New trust registration rules you need to consider
4 April 2020
Trust registration deadlines are changing and paraplanners need to know about them, says John Humphreys, inheritance tax specialist at WAY Investment Services
This article was first published in the March 2020 issue of Professional Paraplanner.
On 10 January 2020, the Fifth EU Money Laundering Directive (5MLD) came into force in the UK, with an objective to ensure that the UK’s anti-money laundering and counter terrorist financing regime is ‘up-to-date, effective and proportionate.’
As part of this, the rules and deadlines for registering trusts online with the Trust Registration Service (TRS) are set to change. Previously, Trusts only had to register with the TRS if a reportable tax event occurred. Under the new regime far more trusts will have to register, even if there is no tax to pay.
The challenge for advice teams is that the precise details of which trusts will need to register and the definitive deadlines have not yet been completely confirmed. Although 5MLD is now law, the implementation of the new rules for trusts has been delayed, and instead a new technical consultation* was opened by HMRC on 24 January. Interested parties have until 21 February to provide comment.
Initially, it seemed that a vast number of trusts would be affected by the new rules, with the Association of Taxation Technicians (ATT) estimating that the number of trusts on the TRS system could increase up to ten-fold from 200,000 to two million. The latest consultation document suggests that although trusts without a tax liability will still have to register, trusts that consist solely of pure protection policy with payment not made until death or terminal illness won’t have to – as it would be disproportionate to the risk of them being used for money laundering or terrorist financing. The same applies to charitable trusts, and registered pension schemes held in trust will also be exempt unless they aren’t registered with HMRC.
The consultation document has also suggested a completely new set of deadlines to those stated before;
The penalties for failing to meet these deadlines are also still to be confirmed, but if deemed to be deliberate, could be ‘financial’.
Whilst the latest proposed deadlines now give trustees more time to register than suggested before, advice teams need to consider whether they have processes in place to cope with the changes. It seems fairly clear that trusts set up by families for estate planning and to pass assets inter-generationally will need to register.
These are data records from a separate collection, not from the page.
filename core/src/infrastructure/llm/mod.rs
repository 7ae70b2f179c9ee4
pub mod gemini_client;

pub use gemini_client::GeminiLLMClient;
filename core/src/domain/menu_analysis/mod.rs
pub mod entities;
pub mod ports;
pub mod prompt;
pub mod schema;
pub mod services;
pub mod validation;
pub mod value_objects;

pub use entities::*;
pub use ports::*;
pub use value_objects::*;
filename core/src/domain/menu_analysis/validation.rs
use serde_json::Value;
use tracing::{debug, error, warn};

use crate::domain::menu_analysis::{
    entities::{AnalysisResult, MenuAnalysisError, QualityCheck, Suggestion},
    value_objects::{SchemaVersion, SuggestionBound},
};

/// Turns the model's raw text into suggestions, or the first failure found.
///
/// Checks run in order: empty text, JSON decoding, presence of the quality
/// check (when the schema requires one), legibility, then at least one
/// usable suggestion.
pub fn parse_menu_analysis(
    raw_response: &str,
    version: SchemaVersion,
    bound: SuggestionBound,
) -> Result<AnalysisResult, MenuAnalysisError> {
    if raw_response.trim().is_empty() {
        warn!("LLM returned an empty response");
        return Err(MenuAnalysisError::EmptyResponse);
    }

    let parsed: Value = serde_json::from_str(raw_response).map_err(|e| {
        error!(
            error = %e,
            raw_response = %raw_response,
            "Failed to parse LLM response"
        );
        MenuAnalysisError::MalformedResponse
    })?;

    let Some(reply) = parsed.as_object() else {
        error!(raw_response = %raw_response, "LLM response is not a JSON object");
        return Err(MenuAnalysisError::MalformedResponse);
    };

    let quality_check = match reply.get("qualityCheck") {
        Some(value) => Some(decode_quality_check(value)?),
        None if version.requires_quality_check() => {
            warn!("LLM response has no qualityCheck field");
            return Err(MenuAnalysisError::IncompleteResponse);
        }
        None => None,
    };

    if let Some(check) = quality_check
        && !check.is_legible
    {
        return Err(MenuAnalysisError::Illegible {
            feedback: check.feedback,
        });
    }

    let entries: &[Value] = match reply.get("suggestions") {
        Some(Value::Array(entries)) => entries.as_slice(),
        _ => &[],
    };

    let mut suggestions: Vec<Suggestion> = entries
        .iter()
        .enumerate()
        .filter_map(|(index, entry)| decode_suggestion(index, entry, version))
        .collect();

    if suggestions.is_empty() {
        return Err(MenuAnalysisError::NoMatches);
    }

    let max = bound.max() as usize;
    if suggestions.len() > max {
        warn!(
            returned = suggestions.len(),
            max, "LLM returned more suggestions than requested, truncating"
        );
        suggestions.truncate(max);
    }

    Ok(AnalysisResult { suggestions })
}

fn decode_quality_check(value: &Value) -> Result<QualityCheck, MenuAnalysisError> {
    serde_json::from_value::<QualityCheck>(value.clone()).map_err(|e| {
        warn!(error = %e, "Invalid qualityCheck format");
        MenuAnalysisError::IncompleteResponse
    })
}

fn decode_suggestion(index: usize, entry: &Value, version: SchemaVersion) -> Option<Suggestion> {
    let suggestion = match serde_json::from_value::<Suggestion>(entry.clone()) {
        Ok(suggestion) => suggestion,
        Err(e) => {
            warn!(index, error = %e, "Dropping suggestion with invalid format");
            return None;
        }
    };

    if !suggestion.is_complete() {
        warn!(index, "Dropping suggestion with blank required fields");
        return None;
    }

    if version.includes_nutrition() {
        match &suggestion.nutritional_info {
            None => warn!(
                index,
                dish_name = %suggestion.dish_name,
                "Suggestion has no nutritionalInfo block"
            ),
            Some(info) if info.unresolved_count() > 0 => debug!(
                index,
                dish_name = %suggestion.dish_name,
                unresolved = info.unresolved_count(),
                "Suggestion has unresolved nutrient values"
            ),
            Some(_) => {}
        }
    }

    Some(suggestion)
}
There is little point in delaying this for new trusts. It may also take some time to track down some older trusts, and time has a habit of flying. Perhaps this consultation could serve as a trigger for advisers to discuss and review with clients any trusts they may hold and possibly even have forgotten about.
From the point of view of Trustees, their already-extensive list of responsibilities is getting longer. As well as reading the latest consultation document, they need to ensure compliance with the Trustee Act 2000, which is very prescriptive and includes dealing with all payments to settlors and beneficiaries, trust expenses, accounts and tax returns, meeting tax reporting requirements (including exit and periodic charges) and be diligent. Included in this list of responsibilities, Trustees are also expected to conduct regular investment reviews, with a suitably qualified and certificated investment adviser.
Professional Trustees are well equipped for this, but it will be more of a challenge for some lay trustees. Existing Trustees will need to be sure they are prepared and willing to take on the new responsibility and fulfil all of their fiduciary responsibilities; this may be a trigger for them to consider employing the services of professional trustees instead. In the meantime, families setting up new trusts need to think very carefully about their choice of Trustees. Likewise, families considering appointing friends or family members as Trustees should question whether it is fair to put them in that position.
Advice teams need to keep on top of this. Trustees need to keep abreast of developments and listen out for new announcements. Professional Trustee services will be doing so already, for lay trustees it may be a little harder.